**Exercise details**
Give back, word for word, the lines in the listing below from the one holding "pub struct Offsets" down to the one holding "stay exact and", both ends included.
▬▬▬▬▬▬▬▬▬▬
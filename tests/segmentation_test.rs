//! Segmentation and fragment-building properties over whole spans

use annotation_visualizer_wasm::{DocumentText, Offsets, OffsetsList, Span, SpanError};
use rstest::rstest;

fn offsets(ranges: &[(usize, usize)]) -> OffsetsList {
    ranges.iter().map(|&r| r.into()).collect()
}

fn is_break(c: char) -> bool {
    c == '\n' || c == '\r'
}

#[rstest]
#[case::no_break("hello world", &[(0, 5)], &[(0, 5)], &[0])]
#[case::empty_range("hello", &[(2, 2)], &[(2, 2)], &[0])]
#[case::one_break("ab\ncd", &[(0, 5)], &[(0, 2), (3, 5)], &[0, 0])]
#[case::crlf("ab\r\ncd", &[(0, 6)], &[(0, 2), (4, 6)], &[0, 0])]
#[case::leading_break("\nab", &[(0, 3)], &[(1, 3)], &[0])]
#[case::trailing_break("ab\n", &[(0, 3)], &[(0, 2)], &[0])]
#[case::only_breaks("a\n\r\nb", &[(1, 4)], &[], &[])]
#[case::three_lines("a\nb\nc", &[(0, 5)], &[(0, 1), (2, 3), (4, 5)], &[0, 0, 0])]
#[case::discontiguous("ab\ncd ef", &[(6, 8), (0, 5)], &[(6, 8), (0, 2), (3, 5)], &[0, 1, 1])]
fn test_split_multiline_offsets(
    #[case] text: &str,
    #[case] raw: &[(usize, usize)],
    #[case] expected: &[(usize, usize)],
    #[case] expected_map: &[usize],
) {
    let span = Span::new("T1", "Entity", offsets(raw), "entity")
        .split_multiline_offsets(&DocumentText::new(text));

    assert_eq!(span.offsets(), offsets(expected).as_slice());
    assert_eq!(span.segmented_offsets_map(), expected_map);
}

#[test]
fn test_no_segment_contains_a_break() {
    let text = "first line\r\nsecond\n\nthird\rfourth";
    let document = DocumentText::new(text);
    let raw = offsets(&[(0, text.len()), (3, 15), (11, 12), (17, 27)]);

    let span = Span::new("T1", "Entity", raw.clone(), "entity").split_multiline_offsets(&document);

    assert_eq!(span.offsets().len(), span.segmented_offsets_map().len());
    for (segment, &original) in span.offsets().iter().zip(span.segmented_offsets_map()) {
        let slice = document.slice(segment.from, segment.to);
        assert!(!slice.chars().any(is_break), "segment {} contains a break", segment);
        assert!(!segment.is_empty(), "segment {} is empty", segment);
        assert!(segment.from >= raw[original].from && segment.to <= raw[original].to);
    }
}

#[test]
fn test_fragments_match_offsets_for_any_order() {
    let text = DocumentText::new("one two three four five six");
    let permutations = [
        [(0, 3), (8, 13), (19, 23)],
        [(19, 23), (0, 3), (8, 13)],
        [(8, 13), (19, 23), (0, 3)],
    ];

    for ranges in permutations {
        let span = Span::new("T1", "Entity", offsets(&ranges), "entity")
            .split_multiline_offsets(&text)
            .build_fragments()
            .unwrap();

        let fragments = span.fragments();
        assert_eq!(fragments.len(), span.offsets().len());
        assert!(fragments
            .windows(2)
            .all(|pair| pair[0].midpoint_sum() <= pair[1].midpoint_sum()));
        assert_eq!(span.whole_from(), fragments.iter().map(|f| f.from).min().unwrap());
        assert_eq!(span.whole_to(), fragments.iter().map(|f| f.to).max().unwrap());
        assert_eq!(span.whole_from(), 0);
        assert_eq!(span.whole_to(), 23);

        let head = span.head_fragment();
        assert!(fragments.iter().all(|f| f.midpoint_sum() <= head.midpoint_sum()));
        assert_eq!(head.offsets(), Offsets::new(19, 23));
    }
}

#[test]
fn test_fragment_ordinals_point_at_offsets() {
    let text = DocumentText::new("alpha\nbeta gamma");
    let span = Span::new("T1", "Entity", offsets(&[(11, 16), (0, 10)]), "entity")
        .split_multiline_offsets(&text)
        .build_fragments()
        .unwrap();

    for fragment in span.fragments() {
        assert_eq!(span.offsets()[fragment.ordinal], fragment.offsets());
        assert_eq!(fragment.span_id, "T1");
    }
    assert_eq!(span.segmented_offsets_map(), &[0, 1, 1]);
}

#[test]
fn test_span_on_breaks_only_cannot_be_fragmented() {
    let text = DocumentText::new("a\r\nb");
    let result = Span::new("T5", "Entity", offsets(&[(1, 3)]), "entity")
        .split_multiline_offsets(&text)
        .build_fragments();

    assert!(matches!(result, Err(SpanError::NoFragments { span_id }) if span_id == "T5"));
}

#[test]
fn test_reset_allows_resegmentation() {
    let span = Span::new("T1", "Entity", offsets(&[(0, 5)]), "entity")
        .split_multiline_offsets(&DocumentText::new("ab\ncd"))
        .build_fragments()
        .unwrap();
    assert_eq!(span.fragments().len(), 2);

    // Same offsets over re-tokenized text without the break
    let span = span
        .reset()
        .split_multiline_offsets(&DocumentText::new("ab cd"))
        .build_fragments()
        .unwrap();
    assert_eq!(span.fragments().len(), 1);
    assert_eq!(span.head_fragment().offsets(), Offsets::new(0, 5));
}
//! Chunks: token-level slices of document text
//!
//! A chunk's identity (index, text, offsets, preceding whitespace) is fixed
//! at construction and only readable afterwards. Layout slots are filled in
//! by later passes.

use super::errors::RenderError;
use super::fragment::FragmentRef;
use super::row::Row;
use crate::renderers::{DrawingSurface, GroupId, TextNode};
use serde::Serialize;

/// Default attribute tagging rendered text with its chunk index for hit-testing
pub const CHUNK_ID_ATTRIBUTE: &str = "data-chunk-id";

/// Text generated from token offsets, representing one or more tokens
#[derive(Serialize, Clone, Debug, PartialEq)]
#[serde(rename_all = "camelCase")]
pub struct Chunk {
    index: usize,
    text: String,
    from: usize,
    to: usize,
    space: String,

    /// Fragments drawn in this chunk; owned by their spans
    pub fragments: Vec<FragmentRef>,

    /// Index of the row this chunk is placed on
    pub row: Option<usize>,

    /// Horizontal text position
    pub text_x: Option<f32>,

    pub sentence: Option<usize>,
}

impl Chunk {
    pub fn new(
        index: usize,
        text: impl Into<String>,
        from: usize,
        to: usize,
        space: impl Into<String>,
    ) -> Self {
        Self {
            index,
            text: text.into(),
            from,
            to,
            space: space.into(),
            fragments: Vec::new(),
            row: None,
            text_x: None,
            sentence: None,
        }
    }

    pub fn index(&self) -> usize {
        self.index
    }

    pub fn text(&self) -> &str {
        &self.text
    }

    pub fn from(&self) -> usize {
        self.from
    }

    pub fn to(&self) -> usize {
        self.to
    }

    /// Whitespace immediately preceding this chunk
    pub fn space(&self) -> &str {
        &self.space
    }

    /// Length of the preceding whitespace in code units
    pub fn space_len(&self) -> usize {
        self.space.encode_utf16().count()
    }

    /// Check that this chunk starts exactly where `previous` and our space end
    pub fn follows(&self, previous: &Chunk) -> bool {
        self.from == previous.to + self.space_len()
    }

    /// Draw this chunk's text at its layout position, tagged with
    /// `id_attribute` set to the chunk index
    ///
    /// Fails without drawing anything when the row or horizontal position has
    /// not been assigned yet.
    pub fn render_text<D: DrawingSurface>(
        &self,
        rows: &[Row],
        surface: &mut D,
        group: GroupId,
        id_attribute: &str,
    ) -> Result<(), RenderError> {
        let row_index = self.row.ok_or(RenderError::MissingRow { chunk: self.index })?;
        let row = rows
            .iter()
            .find(|row| row.index == row_index)
            .ok_or(RenderError::UnknownRow {
                chunk: self.index,
                row: row_index,
            })?;
        let x = self.text_x.ok_or(RenderError::MissingTextX { chunk: self.index })?;
        let y = row.text_y.ok_or(RenderError::MissingTextY { row: row.index })?;

        surface.add_text(
            group,
            TextNode {
                text: self.text.clone(),
                x,
                y,
                attributes: vec![(id_attribute.to_string(), self.index.to_string())],
            },
        )
    }
}
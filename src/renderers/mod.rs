//! Renderers module for the annotation visualizer
//!
//! Drawing happens on a [`DrawingSurface`]: an append-only sink of positioned
//! text nodes organised in groups. The SVG surface is the one shipped here;
//! the browser can also consume the collected nodes directly.

pub mod svg;

use crate::models::RenderError;
use serde::{Deserialize, Serialize};

/// Handle to a group on a drawing surface
pub type GroupId = usize;

/// A positioned piece of text
#[derive(Serialize, Deserialize, Clone, Debug, PartialEq)]
pub struct TextNode {
    pub text: String,
    pub x: f32,
    pub y: f32,

    /// Extra attributes, e.g. `data-chunk-id`
    pub attributes: Vec<(String, String)>,
}

/// Append-only sink for rendered text
pub trait DrawingSurface {
    /// Create an empty group with the given CSS class
    fn create_group(&mut self, class: &str) -> GroupId;

    /// Append a text node to an existing group
    fn add_text(&mut self, group: GroupId, node: TextNode) -> Result<(), RenderError>;
}

pub use svg::SvgSurface;
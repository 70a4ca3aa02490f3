//! Visual rows
//!
//! Rows are produced by the external row layout. Chunks only need the text
//! baseline to draw themselves.

use serde::{Deserialize, Serialize};

/// One visual line of chunks
#[derive(Serialize, Deserialize, Clone, Debug, Default, PartialEq)]
#[serde(rename_all = "camelCase")]
pub struct Row {
    pub index: usize,

    /// Vertical coordinate of the text baseline
    #[serde(default)]
    pub text_y: Option<f32>,

    /// Indices of the chunks placed on this row, left to right
    #[serde(default)]
    pub chunks: Vec<usize>,

    #[serde(default)]
    pub sentence: Option<usize>,
}

impl Row {
    pub fn new(index: usize) -> Self {
        Self {
            index,
            ..Self::default()
        }
    }

    pub fn with_text_y(mut self, text_y: f32) -> Self {
        self.text_y = Some(text_y);
        self
    }
}
//! Layer 0: Document Text
//!
//! Pure text addressing with no knowledge of annotations or rendering.
//!
//! ## Addressing
//!
//! All offsets are zero-based UTF-16 code-unit indices with exclusive ends,
//! the same unit the browser uses for string positions. Annotation payloads
//! arrive in this unit, so nothing here deals with graphemes or `char`
//! boundaries.
//!
//! ## Modules
//!
//! - `document_text`: Code-unit addressable document text
//! - `segmentation`: Splitting offset ranges at line breaks

pub mod document_text;
pub mod segmentation;

// Re-exports for convenience
pub use document_text::DocumentText;
pub use segmentation::{split_multiline_offsets, Segmentation, SegmentationConfig};
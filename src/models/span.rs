//! Spans: one annotation each
//!
//! A span starts out knowing only its raw offsets, which may cross line
//! breaks. Deriving anything renderable needs the full document text, which
//! is usually not available when annotation payloads are parsed, so the
//! lifecycle is split into explicit states:
//!
//! - [`Raw`]: raw offsets only
//! - [`Segmented`]: line-safe offsets and the map back to raw offsets
//! - [`Fragmented`]: fragments sorted by midpoint, bounds and head fragment
//!
//! Operations are only defined on the state that can answer them, so a
//! fragment cannot be read before it has been built.

use super::annotations::{Normalization, RenderHints, SpanAnnotations};
use super::errors::SpanError;
use super::fragment::Fragment;
use super::offsets::{Offsets, OffsetsList};
use crate::text::{split_multiline_offsets, DocumentText, Segmentation, SegmentationConfig};
use std::cmp::Ordering;
use std::collections::HashMap;
use std::fmt::Debug;
use std::rc::Rc;

mod private {
    pub trait Sealed {}
}

/// Lifecycle state of a [`Span`]
pub trait SpanState: private::Sealed + Clone + Debug {
    /// Derived state for a copy of the span under `span_id`
    fn copy_for(&self, span_id: &str) -> Self;
}

/// Only raw offsets are known
#[derive(Clone, Debug, Default, PartialEq, Eq)]
pub struct Raw;

/// Line-safe offsets are known
#[derive(Clone, Debug)]
pub struct Segmented {
    segmentation: Rc<Segmentation>,
}

/// Fragments, bounds and head fragment are known
#[derive(Clone, Debug)]
pub struct Fragmented {
    segmentation: Rc<Segmentation>,
    /// Never empty, ascending by midpoint
    fragments: Vec<Fragment>,
    whole_from: usize,
    whole_to: usize,
}

impl private::Sealed for Raw {}
impl private::Sealed for Segmented {}
impl private::Sealed for Fragmented {}

impl SpanState for Raw {
    fn copy_for(&self, _span_id: &str) -> Self {
        Raw
    }
}

impl SpanState for Segmented {
    fn copy_for(&self, _span_id: &str) -> Self {
        // Derived offsets are read-only once computed; copies alias them
        Self {
            segmentation: Rc::clone(&self.segmentation),
        }
    }
}

impl SpanState for Fragmented {
    fn copy_for(&self, span_id: &str) -> Self {
        let fragments = self
            .fragments
            .iter()
            .map(|fragment| Fragment {
                span_id: span_id.to_string(),
                ..fragment.clone()
            })
            .collect();

        Self {
            segmentation: Rc::clone(&self.segmentation),
            fragments,
            whole_from: self.whole_from,
            whole_to: self.whole_to,
        }
    }
}

/// One annotation over the document text
#[derive(Clone, Debug)]
pub struct Span<S: SpanState = Raw> {
    id: String,
    span_type: String,
    general_type: String,
    unsegmented_offsets: OffsetsList,

    /// Arcs, attributes and normalizations, filled in by collaborators
    pub annotations: SpanAnnotations,

    /// Visibility and styling hints
    pub hints: RenderHints,

    state: S,
}

impl<S: SpanState> Span<S> {
    pub fn id(&self) -> &str {
        &self.id
    }

    pub fn span_type(&self) -> &str {
        &self.span_type
    }

    pub fn general_type(&self) -> &str {
        &self.general_type
    }

    /// Offsets as supplied, possibly crossing line breaks
    pub fn unsegmented_offsets(&self) -> &[Offsets] {
        &self.unsegmented_offsets
    }

    /// Reset every annotation container to empty
    pub fn init_containers(&mut self) {
        self.annotations = SpanAnnotations::new();
    }

    /// Drop all derived state and annotation containers, keeping identity
    ///
    /// Fragments or arcs handed out from the old state are stale afterwards.
    pub fn reset(self) -> Span<Raw> {
        let mut span = self.with_state(Raw);
        span.init_containers();
        span
    }

    /// Editable candidate of this span under a new id
    ///
    /// Type, attributes and hints are duplicated and the raw offsets are
    /// copied into a new list. Line-safe offsets and the segment map are
    /// shared with this span, not duplicated. Arcs stay with the original.
    pub fn copy(&self, new_id: impl Into<String>) -> Span<S> {
        let id = new_id.into();
        let normalizations = self
            .annotations
            .normalizations
            .iter()
            .map(|normalization| Normalization {
                target: id.clone(),
                ..normalization.clone()
            })
            .collect();
        let annotations = SpanAnnotations {
            attributes: self.annotations.attributes.clone(),
            attribute_text: self.annotations.attribute_text.clone(),
            attribute_cues: self.annotations.attribute_cues.clone(),
            attribute_cue_for: self.annotations.attribute_cue_for.clone(),
            attribute_merge: self.annotations.attribute_merge.clone(),
            normalizations,
            ..SpanAnnotations::new()
        };

        Span {
            state: self.state.copy_for(&id),
            id,
            span_type: self.span_type.clone(),
            general_type: self.general_type.clone(),
            unsegmented_offsets: self.unsegmented_offsets.clone(),
            annotations,
            hints: self.hints.clone(),
        }
    }

    fn with_state<T: SpanState>(self, state: T) -> Span<T> {
        Span {
            id: self.id,
            span_type: self.span_type,
            general_type: self.general_type,
            unsegmented_offsets: self.unsegmented_offsets,
            annotations: self.annotations,
            hints: self.hints,
            state,
        }
    }
}

impl Span<Raw> {
    pub fn new(
        id: impl Into<String>,
        span_type: impl Into<String>,
        offsets: OffsetsList,
        general_type: impl Into<String>,
    ) -> Self {
        Self {
            id: id.into(),
            span_type: span_type.into(),
            general_type: general_type.into(),
            unsegmented_offsets: offsets,
            annotations: SpanAnnotations::new(),
            hints: RenderHints::default(),
            state: Raw,
        }
    }

    /// Split the raw offsets at line feeds and carriage returns
    pub fn split_multiline_offsets(self, text: &DocumentText) -> Span<Segmented> {
        self.split_multiline_offsets_with(text, &SegmentationConfig::default())
    }

    pub fn split_multiline_offsets_with(
        self,
        text: &DocumentText,
        config: &SegmentationConfig,
    ) -> Span<Segmented> {
        let segmentation = split_multiline_offsets(text, &self.unsegmented_offsets, config);
        self.with_segmentation(segmentation)
    }

    /// Use the raw offsets as line-safe offsets
    ///
    /// Only valid when the document is known to contain no line breaks.
    pub fn with_line_safe_offsets(self) -> Span<Segmented> {
        let segmentation = Segmentation::identity(&self.unsegmented_offsets);
        self.with_segmentation(segmentation)
    }

    fn with_segmentation(self, segmentation: Segmentation) -> Span<Segmented> {
        self.with_state(Segmented {
            segmentation: Rc::new(segmentation),
        })
    }
}

impl Span<Segmented> {
    /// Line-safe offsets, in scan order
    pub fn offsets(&self) -> &[Offsets] {
        &self.state.segmentation.offsets
    }

    pub fn segmented_offsets_map(&self) -> &[usize] {
        &self.state.segmentation.segmented_offsets_map
    }

    pub fn segmentation(&self) -> &Rc<Segmentation> {
        &self.state.segmentation
    }

    /// Build one fragment per line-safe range and sort them by midpoint
    ///
    /// The sort is stable, so fragments with equal midpoints keep their
    /// offset order. Fails when segmentation left no range at all.
    pub fn build_fragments(self) -> Result<Span<Fragmented>, SpanError> {
        let mut fragments: Vec<Fragment> = self
            .offsets()
            .iter()
            .enumerate()
            .map(|(ordinal, offsets)| Fragment::new(ordinal, self.id.clone(), offsets.from, offsets.to))
            .collect();

        fragments.sort_by(Fragment::midpoint_comparator);

        let whole_from = fragments.iter().map(|f| f.from).min();
        let whole_to = fragments.iter().map(|f| f.to).max();
        let (Some(whole_from), Some(whole_to)) = (whole_from, whole_to) else {
            return Err(SpanError::NoFragments { span_id: self.id });
        };

        let segmentation = Rc::clone(&self.state.segmentation);
        Ok(self.with_state(Fragmented {
            segmentation,
            fragments,
            whole_from,
            whole_to,
        }))
    }
}

impl Span<Fragmented> {
    /// Line-safe offsets, in scan order
    pub fn offsets(&self) -> &[Offsets] {
        &self.state.segmentation.offsets
    }

    pub fn segmented_offsets_map(&self) -> &[usize] {
        &self.state.segmentation.segmented_offsets_map
    }

    pub fn segmentation(&self) -> &Rc<Segmentation> {
        &self.state.segmentation
    }

    /// Fragments ascending by midpoint
    pub fn fragments(&self) -> &[Fragment] {
        &self.state.fragments
    }

    /// Layout access to fragment slots; order and count are fixed
    pub fn fragments_mut(&mut self) -> &mut [Fragment] {
        &mut self.state.fragments
    }

    pub fn fragment(&self, ordinal: usize) -> Option<&Fragment> {
        self.state.fragments.iter().find(|f| f.ordinal == ordinal)
    }

    /// Rightmost fragment by midpoint; arcs attach here
    pub fn head_fragment(&self) -> &Fragment {
        // non-empty by construction
        &self.state.fragments[self.state.fragments.len() - 1]
    }

    pub fn whole_from(&self) -> usize {
        self.state.whole_from
    }

    pub fn whole_to(&self) -> usize {
        self.state.whole_to
    }

    /// `(from, to)` of every fragment, in fragment order
    pub fn fragment_offsets(&self) -> OffsetsList {
        self.state.fragments.iter().map(Fragment::offsets).collect()
    }

    /// Sort key: head midpoint, then head start, then id
    pub fn ordering_key(&self) -> (u128, usize, &str) {
        let head = self.head_fragment();
        (head.midpoint_sum(), head.from, &self.id)
    }

    /// Left-to-right order of two spans looked up by id
    pub fn compare(
        spans: &HashMap<String, Span<Fragmented>>,
        a: &str,
        b: &str,
    ) -> Result<Ordering, SpanError> {
        let a_span = lookup(spans, a)?;
        let b_span = lookup(spans, b)?;
        Ok(a_span.ordering_key().cmp(&b_span.ordering_key()))
    }

    /// Sort span ids left to right, failing before sorting if any id is unknown
    pub fn sort_span_ids(
        spans: &HashMap<String, Span<Fragmented>>,
        ids: &mut [String],
    ) -> Result<(), SpanError> {
        for id in ids.iter() {
            lookup(spans, id)?;
        }
        ids.sort_by(|a, b| spans[a.as_str()].ordering_key().cmp(&spans[b.as_str()].ordering_key()));
        Ok(())
    }
}

fn lookup<'a>(
    spans: &'a HashMap<String, Span<Fragmented>>,
    id: &str,
) -> Result<&'a Span<Fragmented>, SpanError> {
    spans
        .get(id)
        .ok_or_else(|| SpanError::UnknownSpan(id.to_string()))
}
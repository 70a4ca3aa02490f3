//! Offset ranges over document text
//!
//! Offsets are UTF-16 code-unit indices, `to` exclusive. On the wire a range
//! is the two-element array `[from, to]`.

use serde::{Deserialize, Serialize};
use std::fmt;

/// A contiguous `[from, to)` range of document text
#[derive(Serialize, Deserialize, Clone, Copy, Debug, PartialEq, Eq, Hash)]
#[serde(from = "(usize, usize)", into = "(usize, usize)")]
pub struct Offsets {
    pub from: usize,
    pub to: usize,
}

/// Ordered ranges forming one annotation; may be discontiguous
pub type OffsetsList = Vec<Offsets>;

impl Offsets {
    pub fn new(from: usize, to: usize) -> Self {
        Self { from, to }
    }

    pub fn len(&self) -> usize {
        self.to.saturating_sub(self.from)
    }

    pub fn is_empty(&self) -> bool {
        self.to <= self.from
    }

    /// Twice the midpoint, kept integral so comparisons stay exact and
    /// widened so it cannot overflow
    pub fn midpoint_sum(&self) -> u128 {
        self.from as u128 + self.to as u128
    }

    pub fn contains(&self, pos: usize) -> bool {
        pos >= self.from && pos < self.to
    }
}

impl From<(usize, usize)> for Offsets {
    fn from((from, to): (usize, usize)) -> Self {
        Self { from, to }
    }
}

impl From<Offsets> for (usize, usize) {
    fn from(offsets: Offsets) -> Self {
        (offsets.from, offsets.to)
    }
}

impl fmt::Display for Offsets {
    fn fmt(&self, f: &mut fmt::Formatter<'_>) -> fmt::Result {
        write!(f, "[{}-{}]", self.from, self.to)
    }
}
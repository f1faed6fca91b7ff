//! Shared types for the goban coordination layer.
//!
//! Identity newtypes, chip colours with the turn-parity rule, board
//! coordinates, and the full board snapshot exchanged between the
//! session actor and its callers.

mod types;

pub use types::{Colour, Coord, FieldState, GameId, GamerId, PerColour};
▬▬▬▬▬▬▬▬▬▬
**Your solution**
pub struct Offsets {
    pub from: usize,
    pub to: usize,
}

/// Ordered ranges forming one annotation; may be discontiguous
pub type OffsetsList = Vec<Offsets>;

impl Offsets {
    pub fn new(from: usize, to: usize) -> Self {
        Self { from, to }
    }

    pub fn len(&self) -> usize {
        self.to.saturating_sub(self.from)
    }

    pub fn is_empty(&self) -> bool {
        self.to <= self.from
    }

    /// Twice the midpoint, kept integral so comparisons stay exact and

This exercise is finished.